Using the simplifying assumptions that the lifetimes are exponentially distributed and that failures are independent,  compute the MTTF of the system as a whole.

6) Briefly explain the Amdhal’s law.
6) Define Amdahls law. Derive an expression for CPU clock as a function of instruction count, clocks per instruction and clock cycle time.

7) Two code sequences for a particular machine are considered by a compiler designer.

                                Instruction class                CPI for this instruction class

                                                A                                             1

                                                B                                             2

                                                C                                             3

The compiler designer considers 2 code sequences that require the following instruction counts for a particular high-level language statement

Code Sequence                Instruction counts for instruction class

                A             B             C

1              20           10           20

2              40           10           10

i)             Which code sequence executes most of the instruction?
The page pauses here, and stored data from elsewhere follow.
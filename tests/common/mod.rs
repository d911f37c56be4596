use std::fs;
use std::path::Path;

use assert_fs::TempDir;
use git2::{Oid, Repository, Signature};

pub const APPFILTER: &str = "app/assets/appfilter.xml";

/// An icon pack repository in a temporary directory.
pub struct IconPackRepo {
    pub dir: TempDir,
    pub repo: Repository,
}

impl IconPackRepo {
    pub fn new() -> Self {
        let dir = TempDir::new().unwrap();
        let repo = Repository::init(dir.path()).unwrap();
        Self { dir, repo }
    }

    pub fn path(&self) -> &Path {
        self.dir.path()
    }

    /// Writes the appfilter with the given `(package, drawable)` items.
    pub fn write_appfilter(&self, items: &[(&str, &str)]) {
        let mut xml = String::from("<?xml version=\"1.0\" encoding=\"utf-8\"?>\n<resources>\n");
        for (package, drawable) in items {
            xml.push_str(&format!(
                "    <item component=\"ComponentInfo{{{package}/{package}.MainActivity}}\" \
                 drawable=\"{drawable}\" name=\"{package}\" />\n"
            ));
        }
        xml.push_str("</resources>\n");

        let path = self.path().join(APPFILTER);
        fs::create_dir_all(path.parent().unwrap()).unwrap();
        fs::write(path, xml).unwrap();
    }

    /// Commits everything in the working tree and tags the commit.
    pub fn commit_and_tag(&self, tag: &str) -> Oid {
        let mut index = self.repo.index().unwrap();
        index
            .add_all(["*"], git2::IndexAddOption::DEFAULT, None)
            .unwrap();
        index.write().unwrap();

        let tree = self.repo.find_tree(index.write_tree().unwrap()).unwrap();
        let sig = Signature::now("Icon Bot", "icons@example.com").unwrap();
        let parent = self.repo.head().ok().and_then(|h| h.peel_to_commit().ok());
        let parents: Vec<&git2::Commit> = parent.iter().collect();

        let oid = self
            .repo
            .commit(Some("HEAD"), &sig, &sig, &format!("Release {tag}"), &tree, &parents)
            .unwrap();
        let object = self.repo.find_object(oid, None).unwrap();
        self.repo.tag_lightweight(tag, &object, false).unwrap();
        oid
    }
}
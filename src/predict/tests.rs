use proptest::prelude::*;

use super::*;
use crate::mapping::IconMapping;

/// Builds a result with `new` new icons and `linked` linked icons.
fn result_with(new: usize, linked: usize) -> ClassificationResult {
    ClassificationResult {
        new_icons: (0..new)
            .map(|i| IconMapping::new(format!("new.{i}"), format!("new_{i}")))
            .collect(),
        linked_icons: (0..linked)
            .map(|i| IconMapping::new(format!("linked.{i}"), "shared"))
            .collect(),
    }
}

fn config() -> ThresholdConfig {
    ThresholdConfig::builder()
        .release_day(1)
        .link_threshold(20)
        .new_threshold(100)
        .build()
        .unwrap()
}

#[test]
fn test_defaults() {
    let config = ThresholdConfig::default();
    assert_eq!(config.release_day(), 1);
    assert_eq!(config.link_threshold(), 20);
    assert_eq!(config.new_threshold(), 100);
    assert_eq!(ThresholdConfig::builder().build().unwrap(), config);
}

#[test]
fn test_builder_rejects_invalid_day() {
    for day in [0, 32] {
        let err = ThresholdConfig::builder().release_day(day).build().unwrap_err();
        assert!(matches!(err, ReleaseError::ConfigError { .. }));
    }
}

#[test]
fn test_minor_when_both_thresholds_met() {
    let next = predict_next_version(&result_with(150, 25), "v2.12.0", &config()).unwrap();
    assert_eq!(next.to_string(), "v2.13.0");
}

#[test]
fn test_patch_when_new_threshold_missed() {
    let next = predict_next_version(&result_with(5, 25), "v2.12.0", &config()).unwrap();
    assert_eq!(next.to_string(), "v2.12.1");
}

#[test]
fn test_patch_when_link_threshold_missed() {
    let next = predict_next_version(&result_with(150, 3), "v2.12.4", &config()).unwrap();
    assert_eq!(next.to_string(), "v2.12.5");
}

#[test]
fn test_minor_resets_patch() {
    let next = predict_next_version(&result_with(100, 20), "v3.4.7", &config()).unwrap();
    assert_eq!(next.to_string(), "v3.5.0");
}

#[test]
fn test_missing_v_prefix_rejected() {
    let err = predict_next_version(&result_with(150, 25), "2.12.0", &config()).unwrap_err();
    assert!(matches!(
        err,
        ReleaseError::InvalidVersionFormat { value } if value == "2.12.0"
    ));
}

#[test]
fn test_saturated_patch_is_an_error() {
    let err = predict_next_version(&result_with(0, 0), "v0.0.18446744073709551615", &config())
        .unwrap_err();
    assert!(matches!(err, ReleaseError::VersionOverflow { .. }));
}

#[test]
fn test_manual_override_ignores_everything() {
    let empty = ClassificationResult::default();
    assert!(is_greenlight(&empty, true, &config(), 17));
    assert_eq!(
        evaluate_greenlight(&empty, true, &config(), 17),
        Greenlight::Manual
    );
}

#[test]
fn test_wrong_day_blocks_even_with_enough_icons() {
    let result = result_with(500, 500);
    assert!(!is_greenlight(&result, false, &config(), 2));
    assert_eq!(
        evaluate_greenlight(&result, false, &config(), 2),
        Greenlight::WrongDay {
            today: 2,
            release_day: 1
        }
    );
}

#[test]
fn test_checks_report_first_failure() {
    // Both counts fail; the new-icon check runs first.
    assert_eq!(
        evaluate_greenlight(&result_with(0, 0), false, &config(), 1),
        Greenlight::NotEnoughNewIcons {
            count: 0,
            threshold: 100
        }
    );

    assert_eq!(
        evaluate_greenlight(&result_with(100, 19), false, &config(), 1),
        Greenlight::NotEnoughLinkedIcons {
            count: 19,
            threshold: 20
        }
    );
}

#[test]
fn test_approved_on_release_day() {
    let result = result_with(100, 20);
    assert_eq!(
        evaluate_greenlight(&result, false, &config(), 1),
        Greenlight::Approved
    );
    assert!(is_greenlight(&result, false, &config(), 1));
}

proptest! {
    #[test]
    fn test_minor_iff_gate_passes_on_release_day(new in 0usize..150, linked in 0usize..40) {
        let result = result_with(new, linked);
        let next = predict_next_version(&result, "v1.0.0", &config()).unwrap();
        let gate = is_greenlight(&result, false, &config(), 1);

        prop_assert_eq!(next == Version::new(1, 1, 0), gate);
        prop_assert!(next == Version::new(1, 1, 0) || next == Version::new(1, 0, 1));
    }
}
ii)            What is the CPI for each sequence?

iii)           Which will be faster?

8) Explain with a learning curve, how the cost of processor varies with time along with factors influencing the cost.

9) Find the number of dies per 200cm wafer of circular shape that is used to cut die that is 1.5 cm side and compare the number of dies produced on the same wafer if the die is 1.25 cm.

10) The given data presents the power consumption of several computer system components:

Component        Product                Performance                     Power

Processor            Sun Niagara 8-core                          1.2 GHz 72-79 W

DRAM                   Kingston 1GB                              184-pin 3.7 W

Hard drive           Diamond Max 7200 rpm                7.9 W read 4.0 W idle

i)             Assuming the maximum load for each component, a power supply efficiency of 70%, what wattage must the server’s power supply deliver to a system with a Sun Niagara 8-core chip, 2GB 184-pin Kingston DRAM and 7200 rpm hard drives?

ii)            How much power will the 7200 rpm disk drive consume, if it is idle roughly 40% of the time?

iii) Assume that for the same set of requests, a 5400 rpm disk will require twice as much time to read data as a 10800 rpm disk. What percentage of time would the 5400 rpm disk drive be idle to perform the same transaction as in part (II)?

11) We will run two applications on dual Pentium processor, but the resource requirements are not the same. The first application needs 80% of the resources, and the other only 20% of the resources.

i) Given that 40% of the first application is parallelizable, how much speed up will we achieve with that application, if run in isolation?

ii) Given that 99% of the second application is parallelizable, how much speed up will this application observe, if run in isolation?

iii) Given that 40% of the first application is parallelizable, how much overall system speedup would you observe, if we parallelized it?

12) What is dependability? Explain two main measures of dependability.

13) Given the following measurements:

                Frequency of FP operations= 25%            Average CPI of FP operations=4.0

                Average CPI of other instructions=1.33  Frequency of FPSQR=2%

                CPI of FPSQR=20

Assume that  the two design alternatives are to decrease the CPI of FPSQR to 2 or to decrease the average CPI of all FP operations to 2.5. Compare the two design alternatives using the processor performance equations.

Unit-II

14) With a neat diagram, explain the classic five-stage pipeline for a RISC processor.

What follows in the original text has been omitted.